Deciphering Bacteriophage T5 Host Recognition Mechanism and Infection Trigger.

Abstract

Bacteriophages, viruses infecting bacteria, recognize their host with high specificity, binding to either saccharide motifs or proteins of the cell wall of their host. In the majority of bacteriophages, this host recognition is performed by receptor binding proteins (RBPs) located at the extremity of a tail. Interaction between the RBPs and the host is the trigger for bacteriophage infection, but the molecular details of the mechanisms are unknown for most bacteriophages. Here, we present the electron cryomicroscopy (cryo-EM) structure of bacteriophage T5 RBPpb5 in complex with its Escherichia coli receptor, the iron ferrichrome transporter FhuA. Monomeric RBPpb5 is located at the extremity of T5's long flexible tail, and its irreversible binding to FhuA commits T5 to infection. Analysis of the structure of RBPpb5 within the complex, comparison with its AlphaFold2-predicted structure, and its fit into a previously determined map of the T5 tail tip in complex with FhuA allow us to propose a mechanism of transmission of the RBPpb5 receptor binding to the straight fiber, initiating the cascade of events that commits T5 to DNA ejection. IMPORTANCE Tailed bacteriophages specifically recognize their bacterial host by interaction of their receptor binding protein(s) (RBPs) with saccharides and/or proteins located at the surface of their prey. This crucial interaction commits the virus to infection, but the molecular details of this mechanism are unknown for the majority of bacteriophages.

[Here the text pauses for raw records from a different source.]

//! Human breathability of an atmosphere
//!
//! Compares each gas's inspired partial pressure against its toxicity
//! ceiling and requires oxygen within a tolerable band.
//!
//! # References
//! - Dole (1964) - "Habitable Planets for Man", ch. 2

use std::fmt;

use serde::{Deserialize, Serialize};
use tracing::debug;
use units::Pressure;

use crate::constants::{H2O_ASSUMED_PRESSURE_MMHG, MAX_O2_IPP_MMHG, MIN_O2_IPP_MMHG};
use crate::gases::{GasComponent, GasSpecies};

/// Breathability class of an atmosphere
#[derive(Debug, Clone, Copy, PartialEq, Eq, Hash, Serialize, Deserialize)]
#[serde(rename_all = "camelCase")]
pub enum Breathability {
    /// No atmosphere to breathe
    None,
    Breathable,
    /// Harmless, but oxygen is outside the tolerable band
    Unbreathable,
    /// At least one gas exceeds its toxicity ceiling
    Poisonous,
}

impl fmt::Display for Breathability {
    fn fmt(&self, f: &mut fmt::Formatter<'_>) -> fmt::Result {
        let label = match self {
            Breathability::None => "none",
            Breathability::Breathable => "breathable",
            Breathability::Unbreathable => "unbreathable",
            Breathability::Poisonous => "poisonous",
        };
        f.write_str(label)
    }
}

/// Partial pressure of a gas in air humidified by the airway
///
/// The fixed water vapour pressure is removed from the total and the
/// remainder shared out in the gas's proportion.
pub fn inspired_partial_pressure(surface_pressure: Pressure, partial_pressure: Pressure) -> Pressure {
    let water = Pressure::from_mmhg(H2O_ASSUMED_PRESSURE_MMHG);
    (surface_pressure - water) * (partial_pressure / surface_pressure)
}

/// Classifies a gas mixture at the given surface pressure
///
/// Any gas above its ceiling makes the atmosphere poisonous regardless of
/// oxygen. Otherwise it is breathable only with oxygen's inspired pressure
/// inside 72-400 mmHg.
///
/// # Examples
/// ```
/// use planetary::breathability::{Breathability, classify};
/// use planetary::gases::{GasComponent, GasSpecies};
/// use units::Pressure;
///
/// let air = [
///     GasComponent { species: GasSpecies::Nitrogen, partial_pressure: Pressure::from_millibars(780.0) },
///     GasComponent { species: GasSpecies::Oxygen, partial_pressure: Pressure::from_millibars(220.0) },
/// ];
/// assert_eq!(classify(&air, Pressure::from_millibars(1000.0)), Breathability::Breathable);
/// assert_eq!(classify(&[], Pressure::zero()), Breathability::None);
/// ```
pub fn classify(gases: &[GasComponent], surface_pressure: Pressure) -> Breathability {
    if gases.is_empty() || surface_pressure.is_vacuum() {
        return Breathability::None;
    }

    let min_oxygen = Pressure::from_mmhg(MIN_O2_IPP_MMHG);
    let max_oxygen = Pressure::from_mmhg(MAX_O2_IPP_MMHG);
    let mut oxygen_ok = false;

    for gas in gases {
        let ipp = inspired_partial_pressure(surface_pressure, gas.partial_pressure);

        if let Some(limit) = gas.species.max_inspired_pressure()
            && ipp > limit
        {
            debug!(
                species = %gas.species,
                ipp_mb = ipp.to_millibars(),
                limit_mb = limit.to_millibars(),
                "toxic gas level"
            );
            return Breathability::Poisonous;
        }

        if gas.species == GasSpecies::Oxygen {
            oxygen_ok = ipp >= min_oxygen && ipp <= max_oxygen;
        }
    }

    if oxygen_ok {
        Breathability::Breathable
    } else {
        Breathability::Unbreathable
    }
}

We determined the structure of bacteriophage T5 RBPpb5 in complex with its E. coli receptor, FhuA, by cryo-EM. This first structure of an RBP bound to its protein receptor allowed us to propose a mechanism of transmission of host recognition to the rest of the phage, ultimately opening the capsid and perforating the cell wall and, thus, allowing safe channeling of the DNA into the host cytoplasm.